Sunday, February 24, 2008

Birds Do It. Bees Do It. Dragons Don’t Need To.

By NEIL SHUBIN / NYTimes

DRAGONS and virgin births are the stuff of myth and religion. Except, that is, in Kansas, where they have recently come together in a way that should alter the way many of us look at nature and demonstrate the risks in our habit of using it to help us make ethical decisions.

Keepers at Wichita’s zoo got a surprise last year when they found developing eggs inside the Komodo dragon compound. Komodos are large rapacious lizards naturally found in Indonesia, but increasingly populating zoos around the world. Finding fertile embryos of dragons is a joyous occasion — there are only a few thousand of the lizards in the wild and captive breeding may be the only way to keep the species around.

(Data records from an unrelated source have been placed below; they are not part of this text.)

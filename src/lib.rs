pub mod interleave;
pub mod header;
pub mod codec;
pub mod hashtree;
pub mod verity;
pub mod superblock;
pub mod io_stream;
pub mod recovery;
pub mod image;
pub mod avb;

/// Size of every data, hash-tree and parity block.
pub const BLOCK_SIZE: u64 = 4096;
/// Parity symbols per codeword used when the caller does not pick one.
pub const DEFAULT_ROOTS: u8 = 2;

bitflags::bitflags! {
    /// Open-time hints.
    #[derive(Debug, Clone, Copy, PartialEq, Eq, Hash, Default)]
    pub struct Flags: u32 {
        /// Read an ext4 superblock when looking for verity metadata.
        const EXT4           = 1 << 0;
        /// Read a squashfs superblock when looking for verity metadata.
        const SQUASH         = 1 << 1;
        /// Skip verity metadata parsing entirely.
        const VERITY_DISABLE = 1 << 8;
        /// Fail the open instead of downgrading when the FEC trailer is missing or malformed.
        const REQUIRE_ECC    = 1 << 9;
    }
}

pub use interleave::{fec_trailer_size, interleave, Geometry};
pub use header::{FecHeader, HeaderError};
pub use codec::{get_codec, Codec, CodecError, ReedSolomon};
pub use hashtree::{HashTreeBuilder, HashTreeError};
pub use verity::{MetadataFormat, SignatureVerifier, VerityError, VerityMetadata};
pub use io_stream::{EccMetadata, FecError, FecHandle, FecStatus, Mode, OpenOptions};
pub use io_stream::encoder::{EncodeOptions, FecEncoder};
pub use recovery::{RecoveryQuality, RecoveryReport, RoundHealth};
pub use image::{BuiltImage, ImageBuilder, ImageLayout, ImageOptions};
pub use avb::{AvbError, AvbFooter, AvbImage, HashtreeDescriptor};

But these eggs — two of which hatched a few weeks ago — were unusual: they developed from a female that had had no male of the species in close proximity for more than a decade. Judging from similar occurrences over the past two years in Britain, it appears that these lizards sometimes use a form of virgin birth in which eggs hatch without conception. The embryos are genetic clones of the mother.

More after the click ...

My comment:

Interesting how cloning calls into question our penchant for looking to nature for moral guidance on questions ranging from when life begins to same sex marriages. Perhaps looking to nature for that moral guidance is not unlike looking to the Rorschach certainty of your friendly local holy book ... you can find what ever answer you're looking for in it ... and that offers no moral guidance at all beyond the echoes of your own prejudices.